Exode de plus de 176 000 personnes
Cette campagne contre l’immigration clandestine a atteint son acmé le 30 juin, l’échéance fixée par les groupuscules aux sans-papiers pour quitter l’Afrique du Sud. Les tensions et les intimidations ayant accompagné le mouvement ont poussé à l’exode plus de 176 000 personnes, selon un comptage de l’AFP établi à partir de chiffres communiqués par des gouvernements d’Etats africains ayant accueilli leurs ressortissants.
« Au moins 80 personnes » ont été arrêtées mercredi après des « pillages de commerces » en plus des violences. « La police enquête également sur des informations selon lesquelles l’une des victimes se serait fait dérober une somme d’argent », peut-on encore lire dans le communiqué.
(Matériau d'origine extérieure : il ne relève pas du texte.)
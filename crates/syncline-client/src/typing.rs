//! Typing presence tracker.
//!
//! Derives the live "who is typing" set from inbound events and local expiry
//! deadlines. Entirely independent of message content. Expiry is local
//! wall-clock only: a user who disconnects mid-typing silently ages out
//! within the 3-second staleness bound, which is accepted behavior.

use std::{
    collections::HashMap,
    ops::{Add, Sub},
    time::{Duration, Instant},
};

use syncline_core::UserId;

/// How long a typing indicator stays lit after the last received event.
pub const TYPING_TTL: Duration = Duration::from_millis(3000);

/// Minimum interval between outbound typing notifications while the local
/// user keeps typing. Shorter than [`TYPING_TTL`] so the remote indicator
/// never flickers off between refreshes.
pub const TYPING_SEND_INTERVAL: Duration = Duration::from_millis(2000);

/// Tracks received typing state and outbound rate-limit bookkeeping.
///
/// Each received event refreshes the user's expiry deadline (last-event-wins,
/// so the indicator never flickers off between keystrokes). The tracker never
/// inserts the local user into the visible set.
#[derive(Debug, Clone)]
pub struct TypingTracker<I = Instant>
where
    I: Copy + Ord + Add<Duration, Output = I> + Sub<Output = Duration>,
{
    /// Local user, excluded from the visible set.
    self_id: UserId,
    /// Expiry deadline per remote user.
    entries: HashMap<UserId, I>,
    /// When the local client last sent a typing notification.
    last_sent: Option<I>,
}

impl<I> TypingTracker<I>
where
    I: Copy + Ord + Add<Duration, Output = I> + Sub<Output = Duration>,
{
    /// Create a tracker for the given local user.
    pub fn new(self_id: UserId) -> Self {
        Self { self_id, entries: HashMap::new(), last_sent: None }
    }

    /// Record a received typing event, refreshing the user's deadline.
    ///
    /// Returns true if the visible set changed (a new user appeared).
    pub fn observe_typing(&mut self, user_id: UserId, now: I) -> bool {
        if user_id == self.self_id {
            return false;
        }
        self.entries.insert(user_id, now + TYPING_TTL).is_none()
    }

    /// Record an explicit stop event, removing the user immediately.
    ///
    /// Returns true if the visible set changed.
    pub fn observe_stop(&mut self, user_id: UserId) -> bool {
        self.entries.remove(&user_id).is_some()
    }

    /// Drop entries whose deadline has passed.
    ///
    /// Returns true if the visible set changed.
    pub fn expire(&mut self, now: I) -> bool {
        let before = self.entries.len();
        self.entries.retain(|_, expires_at| *expires_at > now);
        self.entries.len() != before
    }

    /// Outbound rate limit: true (and records `now`) at most once per
    /// [`TYPING_SEND_INTERVAL`] while the user keeps typing.
    pub fn should_send(&mut self, now: I) -> bool {
        let due = match self.last_sent {
            None => true,
            Some(last) => now - last >= TYPING_SEND_INTERVAL,
        };
        if due {
            self.last_sent = Some(now);
        }
        due
    }

    /// Users currently typing, sorted for deterministic rendering.
    pub fn typing_users(&self) -> Vec<UserId> {
        let mut users: Vec<UserId> = self.entries.keys().copied().collect();
        users.sort_unstable();
        users
    }

    /// Drop all state. Called on room switch.
    pub fn clear(&mut self) {
        self.entries.clear();
        self.last_sent = None;
    }
}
Appel aux autorités sud-africaines
La veille, Amnesty International a appelé les autorités sud-africaines à « mettre fin à l’intimidation exercée par des groupes faisant régner leur loi et (à) enquêter sur la complicité de la police ». « L’inaction de l’Etat face à ces groupes a créé l’impression dangereuse que des personnes ont le droit de bafouer les droits d’autrui simplement en raison de leur nationalité ou de leur statut migratoire supposé », affirme la directrice de cette ONG en Afrique du Sud, Shenilla Mohamed.
« Bien que le gouvernement ait clairement indiqué qu’il ne tolérerait pas les contrôles d’identité illégaux, les actes d’intimidation et les civils s’accaparant des pouvoirs de police, de tels abus continuent de se produire. Les autorités doivent aller au-delà des simples déclarations exprimant leur inquiétude », exhorte-t-elle.